--- AVAILABLE DATA Enclosed Below ---

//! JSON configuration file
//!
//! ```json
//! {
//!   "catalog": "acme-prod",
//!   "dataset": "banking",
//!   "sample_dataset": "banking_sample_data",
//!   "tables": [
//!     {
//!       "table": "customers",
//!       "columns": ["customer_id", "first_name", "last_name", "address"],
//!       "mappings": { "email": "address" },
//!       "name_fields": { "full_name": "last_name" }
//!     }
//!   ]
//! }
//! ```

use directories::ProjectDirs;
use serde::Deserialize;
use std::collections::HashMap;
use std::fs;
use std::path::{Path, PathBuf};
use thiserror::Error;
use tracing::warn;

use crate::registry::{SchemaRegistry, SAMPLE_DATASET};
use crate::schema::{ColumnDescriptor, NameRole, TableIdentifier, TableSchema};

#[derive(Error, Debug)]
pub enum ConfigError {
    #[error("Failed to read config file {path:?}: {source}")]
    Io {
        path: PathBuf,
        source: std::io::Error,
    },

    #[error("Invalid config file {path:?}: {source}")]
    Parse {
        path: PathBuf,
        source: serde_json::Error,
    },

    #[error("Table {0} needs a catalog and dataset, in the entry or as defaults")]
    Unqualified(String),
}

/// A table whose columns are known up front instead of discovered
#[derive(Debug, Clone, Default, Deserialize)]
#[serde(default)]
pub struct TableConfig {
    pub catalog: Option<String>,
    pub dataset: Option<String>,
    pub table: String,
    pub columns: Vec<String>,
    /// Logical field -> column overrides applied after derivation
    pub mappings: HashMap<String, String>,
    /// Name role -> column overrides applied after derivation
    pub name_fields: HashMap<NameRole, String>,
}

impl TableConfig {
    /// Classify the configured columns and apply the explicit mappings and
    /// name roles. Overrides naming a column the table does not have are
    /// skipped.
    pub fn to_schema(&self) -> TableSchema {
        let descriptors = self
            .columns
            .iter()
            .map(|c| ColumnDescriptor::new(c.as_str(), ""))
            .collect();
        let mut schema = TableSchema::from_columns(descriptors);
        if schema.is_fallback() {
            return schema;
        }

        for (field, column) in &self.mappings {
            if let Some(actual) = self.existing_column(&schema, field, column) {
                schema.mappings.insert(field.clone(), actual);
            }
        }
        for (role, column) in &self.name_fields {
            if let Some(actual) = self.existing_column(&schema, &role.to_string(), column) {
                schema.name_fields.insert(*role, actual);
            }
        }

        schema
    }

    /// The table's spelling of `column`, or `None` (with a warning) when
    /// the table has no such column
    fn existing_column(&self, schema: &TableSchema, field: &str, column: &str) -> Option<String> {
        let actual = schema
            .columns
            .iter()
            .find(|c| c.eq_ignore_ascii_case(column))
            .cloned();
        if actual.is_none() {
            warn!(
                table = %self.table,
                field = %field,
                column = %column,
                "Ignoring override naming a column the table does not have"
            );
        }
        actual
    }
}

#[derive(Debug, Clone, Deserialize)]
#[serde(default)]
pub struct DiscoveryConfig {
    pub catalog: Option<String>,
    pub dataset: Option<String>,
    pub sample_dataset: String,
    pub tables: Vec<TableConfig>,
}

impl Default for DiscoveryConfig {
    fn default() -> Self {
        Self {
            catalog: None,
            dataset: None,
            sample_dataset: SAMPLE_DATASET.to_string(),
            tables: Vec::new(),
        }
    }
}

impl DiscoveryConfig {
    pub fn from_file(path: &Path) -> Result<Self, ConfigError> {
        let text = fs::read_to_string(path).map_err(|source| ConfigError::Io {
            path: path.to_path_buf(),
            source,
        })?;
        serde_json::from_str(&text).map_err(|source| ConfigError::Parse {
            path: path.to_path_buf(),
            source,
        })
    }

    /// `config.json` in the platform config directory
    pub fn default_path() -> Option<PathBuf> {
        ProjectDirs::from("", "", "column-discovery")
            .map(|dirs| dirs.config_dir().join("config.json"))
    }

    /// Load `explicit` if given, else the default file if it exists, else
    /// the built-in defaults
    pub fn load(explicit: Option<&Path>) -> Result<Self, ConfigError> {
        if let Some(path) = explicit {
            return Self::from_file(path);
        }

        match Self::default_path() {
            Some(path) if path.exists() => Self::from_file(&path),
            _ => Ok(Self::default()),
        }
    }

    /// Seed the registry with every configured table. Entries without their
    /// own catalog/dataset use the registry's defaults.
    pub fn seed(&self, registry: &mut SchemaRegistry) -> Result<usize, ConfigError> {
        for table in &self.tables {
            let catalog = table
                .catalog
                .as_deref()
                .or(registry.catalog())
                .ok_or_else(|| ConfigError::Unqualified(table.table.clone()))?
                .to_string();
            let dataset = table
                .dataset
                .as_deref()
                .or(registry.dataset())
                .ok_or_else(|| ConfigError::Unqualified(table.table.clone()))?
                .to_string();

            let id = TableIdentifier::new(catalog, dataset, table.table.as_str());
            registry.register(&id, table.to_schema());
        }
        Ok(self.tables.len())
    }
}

--- End of Enclosed AVAILABLE DATA ---
--- AVAILABLE DATA Enclosed Below ---

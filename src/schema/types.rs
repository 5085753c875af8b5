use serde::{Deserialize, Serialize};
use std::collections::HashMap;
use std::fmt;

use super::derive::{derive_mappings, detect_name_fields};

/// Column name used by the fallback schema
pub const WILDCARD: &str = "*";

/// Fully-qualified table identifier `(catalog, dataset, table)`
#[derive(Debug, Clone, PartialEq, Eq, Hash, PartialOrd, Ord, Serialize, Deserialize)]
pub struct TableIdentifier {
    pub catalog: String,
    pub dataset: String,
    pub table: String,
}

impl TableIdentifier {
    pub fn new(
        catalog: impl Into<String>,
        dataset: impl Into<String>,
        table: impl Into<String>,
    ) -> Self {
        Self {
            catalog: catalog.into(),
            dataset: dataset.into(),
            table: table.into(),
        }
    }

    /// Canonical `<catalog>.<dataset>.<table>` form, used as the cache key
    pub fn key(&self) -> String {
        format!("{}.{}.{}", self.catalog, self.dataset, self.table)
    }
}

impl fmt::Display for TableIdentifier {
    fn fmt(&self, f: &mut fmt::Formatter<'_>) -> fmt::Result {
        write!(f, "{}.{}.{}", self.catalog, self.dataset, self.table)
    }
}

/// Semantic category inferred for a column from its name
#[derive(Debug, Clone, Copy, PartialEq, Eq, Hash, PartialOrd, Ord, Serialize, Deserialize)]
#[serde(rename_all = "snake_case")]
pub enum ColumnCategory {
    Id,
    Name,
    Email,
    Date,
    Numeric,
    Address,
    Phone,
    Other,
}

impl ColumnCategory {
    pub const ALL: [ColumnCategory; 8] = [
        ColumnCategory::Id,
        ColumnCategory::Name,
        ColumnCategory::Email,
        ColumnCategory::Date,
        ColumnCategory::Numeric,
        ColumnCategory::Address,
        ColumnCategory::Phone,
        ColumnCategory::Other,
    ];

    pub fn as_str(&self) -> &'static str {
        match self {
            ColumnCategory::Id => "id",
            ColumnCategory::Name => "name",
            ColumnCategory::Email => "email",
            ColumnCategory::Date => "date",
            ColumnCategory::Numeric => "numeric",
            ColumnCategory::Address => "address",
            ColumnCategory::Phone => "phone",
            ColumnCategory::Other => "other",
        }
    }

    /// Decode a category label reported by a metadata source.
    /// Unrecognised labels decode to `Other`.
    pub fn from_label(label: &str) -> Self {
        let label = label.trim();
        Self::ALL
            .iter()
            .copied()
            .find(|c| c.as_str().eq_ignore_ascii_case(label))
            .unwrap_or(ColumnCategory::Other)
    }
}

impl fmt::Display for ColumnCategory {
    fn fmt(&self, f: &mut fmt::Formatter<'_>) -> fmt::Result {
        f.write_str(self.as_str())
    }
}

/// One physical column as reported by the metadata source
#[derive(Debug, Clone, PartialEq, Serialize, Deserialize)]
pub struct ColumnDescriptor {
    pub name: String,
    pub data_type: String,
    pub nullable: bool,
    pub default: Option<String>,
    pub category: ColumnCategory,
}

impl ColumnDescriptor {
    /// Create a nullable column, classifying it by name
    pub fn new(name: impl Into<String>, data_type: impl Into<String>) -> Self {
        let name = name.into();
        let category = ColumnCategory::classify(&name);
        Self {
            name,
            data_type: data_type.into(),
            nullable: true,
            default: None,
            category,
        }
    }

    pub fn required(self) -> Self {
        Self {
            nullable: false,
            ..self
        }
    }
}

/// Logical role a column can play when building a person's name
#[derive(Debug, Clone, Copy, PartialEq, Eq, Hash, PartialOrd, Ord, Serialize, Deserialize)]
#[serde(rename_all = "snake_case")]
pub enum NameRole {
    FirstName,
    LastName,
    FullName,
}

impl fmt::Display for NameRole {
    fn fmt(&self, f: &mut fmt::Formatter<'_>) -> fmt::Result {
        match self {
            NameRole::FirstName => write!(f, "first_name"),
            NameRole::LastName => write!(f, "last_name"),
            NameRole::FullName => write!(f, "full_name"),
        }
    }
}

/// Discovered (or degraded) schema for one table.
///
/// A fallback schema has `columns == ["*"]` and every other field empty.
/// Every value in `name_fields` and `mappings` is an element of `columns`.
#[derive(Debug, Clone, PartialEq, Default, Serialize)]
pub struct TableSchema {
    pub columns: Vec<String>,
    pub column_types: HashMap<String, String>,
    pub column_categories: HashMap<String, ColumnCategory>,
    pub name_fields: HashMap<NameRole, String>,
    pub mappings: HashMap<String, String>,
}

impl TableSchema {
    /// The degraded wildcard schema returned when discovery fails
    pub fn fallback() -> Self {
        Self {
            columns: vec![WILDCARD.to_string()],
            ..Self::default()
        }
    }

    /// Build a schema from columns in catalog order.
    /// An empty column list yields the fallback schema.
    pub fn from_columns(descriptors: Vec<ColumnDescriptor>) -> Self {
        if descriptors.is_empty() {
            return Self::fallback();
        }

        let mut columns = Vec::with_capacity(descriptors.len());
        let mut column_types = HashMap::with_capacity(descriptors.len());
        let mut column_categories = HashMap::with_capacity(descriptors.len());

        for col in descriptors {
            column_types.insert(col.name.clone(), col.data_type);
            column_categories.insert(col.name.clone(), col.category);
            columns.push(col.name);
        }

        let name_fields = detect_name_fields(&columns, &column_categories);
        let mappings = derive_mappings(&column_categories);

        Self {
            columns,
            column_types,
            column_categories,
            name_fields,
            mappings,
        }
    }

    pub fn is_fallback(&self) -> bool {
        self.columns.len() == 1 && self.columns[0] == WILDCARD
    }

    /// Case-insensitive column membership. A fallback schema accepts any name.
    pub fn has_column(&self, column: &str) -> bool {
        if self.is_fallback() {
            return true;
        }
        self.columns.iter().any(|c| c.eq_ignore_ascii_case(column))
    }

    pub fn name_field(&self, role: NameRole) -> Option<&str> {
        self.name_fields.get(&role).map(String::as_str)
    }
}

--- End of Enclosed AVAILABLE DATA ---

WHAT TO PRODUCE: Using the records above, pull out each line where the word "Debug" occurs.

RESPONSE TO THE TASK:
#[derive(Error, Debug)]
#[derive(Debug, Clone, Default, Deserialize)]
#[derive(Debug, Clone, Deserialize)]
#[derive(Debug, Clone, PartialEq, Eq, Hash, PartialOrd, Ord, Serialize, Deserialize)]
#[derive(Debug, Clone, Copy, PartialEq, Eq, Hash, PartialOrd, Ord, Serialize, Deserialize)]
#[derive(Debug, Clone, PartialEq, Serialize, Deserialize)]
#[derive(Debug, Clone, Copy, PartialEq, Eq, Hash, PartialOrd, Ord, Serialize, Deserialize)]
#[derive(Debug, Clone, PartialEq, Default, Serialize)]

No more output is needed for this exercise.